Those who create ideas must be careful that the ideas do not run away from them.
For example, Ronald Reagan became one of the most popular American presidents by fighting Communism, encouraging defense, stimulating business, and supporting Christian social conservatism. For the next thirty years, conservatives slavishly emulated him.
Those notions then became absurd. Instead of having a purpose, they were attacking non-serious Communist targets, defending excesses of business, raving on about abortion and Israel, and shifting money to unthinkably useless defense projects.
This brings us to the idea of irony poisoning, or what happens when mocking the Establishment turns into a brutal lack of sympathy for its wards, pushing us toward extremism:
Irony poisoning is when one’s worldview/weltshauung/reality tunnel is so dominated by irony and detachment-based-comedy, that the joke becomes real and you start to do things that are immoral or wrong from a place of deep nihilistic cynicism.
In other words, irony poisoning occurs when a lack of sympathy becomes more than a form of humor but an active pathology, a defense against the numbness of the world. Known lies become inverted once people realize how cruel the deception really is.
This causes people to flip polarities. Where once they accepted the system, once they see through its cynical manipulations, they become embittered and the pendulum swings the opposite direction with a vengeance.
Normal people, through this revelation of how they have been controlled and deceived, turn into fanatics for the other side:
The young man lived much of his life online, where he slid slowly and privately into extremism. It had begun as a joke. He and a friend would share racist memes to provoke and shock one another. Over time, the shock value wore off and the hate became sincere.
“They found themselves joking, addressing one another as ‘mein Führer’ and such,” Mr. Pauli said, shaking his head. “There’s a very small distance between joke and real.”

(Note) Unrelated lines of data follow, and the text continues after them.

//! End-to-end tests for update, merge and conflict resolution.
//!
//! These tests exercise the real `MergeDriver` with:
//! - An in-memory revisioned repository as the delta source
//! - Real working copies in temporary directories
//! - Real SQLite metadata stores
//!
//! No network I/O and no external tools.

use std::sync::Mutex;

use tempfile::TempDir;

use svnwc_core::cancel::CancellationToken;
use svnwc_core::config::WcConfig;
use svnwc_core::conflict::{
    ConflictAction, ConflictChoice, ConflictReason, ConflictResolver, ConflictStore, FixedChoice, NoTools,
};
use svnwc_core::delta::MemoryRepository;
use svnwc_core::driver::{DriverOptions, MergeDriver, MergeOptions, PathState};
use svnwc_core::errors::WcError;
use svnwc_core::mergeinfo::{MergeRange, Mergeinfo};
use svnwc_core::models::{Depth, PROP_MERGEINFO};
use svnwc_core::notify::{CollectingSink, Notification, NotificationSink, NotifyAction, NotifyState, NullSink, SkipReason};
use svnwc_core::status::{self, StatusKind};
use svnwc_core::wc::WorkingCopy;

const URL: &str = "svn://example.com/repo";

// ===========================================================================
// Helpers
// ===========================================================================

fn numbered_lines(count: usize, edits: &[(usize, &str)]) -> String {
    (1..=count)
        .map(|n| {
            edits
                .iter()
                .rev()
                .find(|(line, _)| *line == n)
                .map(|(_, text)| format!("{}\n", text))
                .unwrap_or_else(|| format!("line {}\n", n))
        })
        .collect()
}

fn commit_put(repo: &mut MemoryRepository, path: &str, content: &str) -> i64 {
    let mut tx = repo.transaction();
    tx.put(path, content.as_bytes());
    repo.commit(tx)
}

fn checkout_at(repo: &MemoryRepository, dir: &TempDir, repos_path: &str, revision: Option<i64>) -> WorkingCopy {
    let (wc, _) = MergeDriver::checkout(
        dir.path(),
        repo,
        repo.uuid(),
        repos_path,
        revision,
        Depth::Infinity,
        WcConfig::default(),
        &NullSink,
    )
    .unwrap();
    wc
}

fn text(wc: &WorkingCopy, path: &str) -> String {
    String::from_utf8(wc.read_working(path).unwrap().expect("working file")).unwrap()
}

fn update(wc: &WorkingCopy, repo: &MemoryRepository, revision: Option<i64>) -> svnwc_core::DriverReport {
    MergeDriver::new(wc, repo, &NullSink)
        .update("", revision, &DriverOptions::default())
        .unwrap()
}

/// Repository with `/trunk/a.txt`, `/trunk/c.txt` and `/trunk/d/b.txt` at r1.
fn small_repo() -> MemoryRepository {
    let mut repo = MemoryRepository::new(URL);
    let mut tx = repo.transaction();
    tx.mkdir("trunk")
        .put("trunk/a.txt", "alpha\n")
        .put("trunk/c.txt", "gamma\n")
        .put("trunk/d/b.txt", "beta\n");
    repo.commit(tx);
    repo
}

// ===========================================================================
// Update scenario
// ===========================================================================

#[test]
fn test_update_merges_then_conflicts_then_resolves_mine_conflict() {
    let mut repo = MemoryRepository::new(URL);
    let mut tx = repo.transaction();
    tx.mkdir("trunk").put("trunk/foo.txt", numbered_lines(60, &[]));
    repo.commit(tx);
    for n in 2..=10 {
        commit_put(&mut repo, &format!("trunk/filler{}.txt", n), "filler\n");
    }
    assert_eq!(repo.head(), 10);

    let dir = TempDir::new().unwrap();
    let wc = checkout_at(&repo, &dir, "/trunk", Some(10));
    wc.write_working("foo.txt", numbered_lines(60, &[(3, "line 3 local")]).as_bytes())
        .unwrap();

    // r11 edits a distant line: merged cleanly.
    commit_put(&mut repo, "trunk/foo.txt", &numbered_lines(60, &[(50, "line 50 remote")]));
    let sink = CollectingSink::new();
    let report = MergeDriver::new(&wc, &repo, &sink)
        .update("", Some(11), &DriverOptions::default())
        .unwrap();
    assert_eq!(report.state("foo.txt"), PathState::Merged);
    let events = sink.for_path("foo.txt");
    assert_eq!(events.len(), 1);
    assert_eq!(events[0].content_state.code(), 'G');
    assert_eq!(
        text(&wc, "foo.txt"),
        numbered_lines(60, &[(3, "line 3 local"), (50, "line 50 remote")])
    );
    assert!(ConflictStore::new(&wc).query("foo.txt").unwrap().is_none());

    // r12 edits the locally edited line: conflicted.
    commit_put(
        &mut repo,
        "trunk/foo.txt",
        &numbered_lines(60, &[(3, "line 3 remote"), (50, "line 50 remote")]),
    );
    let sink = CollectingSink::new();
    let report = MergeDriver::new(&wc, &repo, &sink)
        .update("", Some(12), &DriverOptions::default())
        .unwrap();
    assert_eq!(report.state("foo.txt"), PathState::Conflicted);
    assert_eq!(sink.for_path("foo.txt")[0].content_state, NotifyState::Conflicted);

    let record = ConflictStore::new(&wc).query("foo.txt").unwrap().expect("conflict record");
    let conflict = record.text.expect("text conflict");
    assert_eq!(conflict.mine_file, "foo.txt.mine");
    assert_eq!(conflict.base_file.as_deref(), Some("foo.txt.r11"));
    assert_eq!(conflict.theirs_file, "foo.txt.r12");
    for variant in ["foo.txt.mine", "foo.txt.r11", "foo.txt.r12"] {
        assert!(dir.path().join(variant).exists(), "{variant} missing");
    }
    let marked = text(&wc, "foo.txt");
    assert!(marked.contains("<<<<<<< .mine"));
    assert!(marked.contains(">>>>>>> .r12"));

    let status = status::walk(&wc, &svnwc_core::filter::PathFilter::everything(), None).unwrap();
    let foo = status.iter().find(|s| s.path == "foo.txt").unwrap();
    assert_eq!(foo.contents, StatusKind::Conflicted);

    ConflictResolver::resolve(&wc, "foo.txt", ConflictChoice::MineConflict, &NullSink).unwrap();
    assert_eq!(
        text(&wc, "foo.txt"),
        numbered_lines(60, &[(3, "line 3 local"), (50, "line 50 remote")])
    );
    assert!(ConflictStore::new(&wc).query("foo.txt").unwrap().is_none());
    assert!(!dir.path().join("foo.txt.mine").exists());
}

#[test]
fn test_update_to_same_revision_is_untouched() {
    let repo = small_repo();
    let dir = TempDir::new().unwrap();
    let wc = checkout_at(&repo, &dir, "/trunk", None);

    let sink = CollectingSink::new();
    let report = MergeDriver::new(&wc, &repo, &sink)
        .update("", Some(1), &DriverOptions::default())
        .unwrap();

    assert_eq!(report.touched().count(), 0);
    assert!(report.failures.is_empty());
    let events = sink.events();
    assert_eq!(events.len(), 1);
    assert_eq!(events[0].action, NotifyAction::Completed);
    assert_eq!(events[0].revision, Some(1));
}

// ===========================================================================
// Merge
// ===========================================================================

/// Trunk and branch share `f.txt` at r1; r2..r10 each edit a separate
/// line on the branch (line `4 * rev`).
fn branch_repo() -> MemoryRepository {
    let mut repo = MemoryRepository::new(URL);
    let mut tx = repo.transaction();
    tx.put("trunk/f.txt", numbered_lines(40, &[]))
        .put("branches/b/f.txt", numbered_lines(40, &[]));
    repo.commit(tx);
    let mut edits: Vec<(usize, String)> = Vec::new();
    for rev in 2..=10usize {
        edits.push((rev * 4, format!("line {} from r{}", rev * 4, rev)));
        let borrowed: Vec<(usize, &str)> = edits.iter().map(|(l, t)| (*l, t.as_str())).collect();
        commit_put(&mut repo, "branches/b/f.txt", &numbered_lines(40, &borrowed));
    }
    repo
}

fn merge(wc: &WorkingCopy, repo: &MemoryRepository, range: MergeRange) -> Result<svnwc_core::DriverReport, WcError> {
    MergeDriver::new(wc, repo, &NullSink).merge(
        "",
        &MergeOptions {
            source: "/branches/b".into(),
            range,
            record_only: false,
        },
        &DriverOptions::default(),
    )
}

There was, we told him, a term for this: irony poisoning. Though Mr. Pauli had never heard it before — it is used almost exclusively by young, English-speaking social media addicts — he immediately laughed in recognition of the idea.
This leads us to question, where was the real poisoning? Any narrative which succumbs to simple mockery must have some troubles, and if the response of its adherents is to deny those, it empowers the critics and radicalizes them.
However, in this lies a trap. If your response to polarity is to swing from one extreme to another, you will swing back, much as voters in the Uniparty system have tantrums at one side, then go to the other, and then back, leading to inconsistent and disastrously unrealistic policy.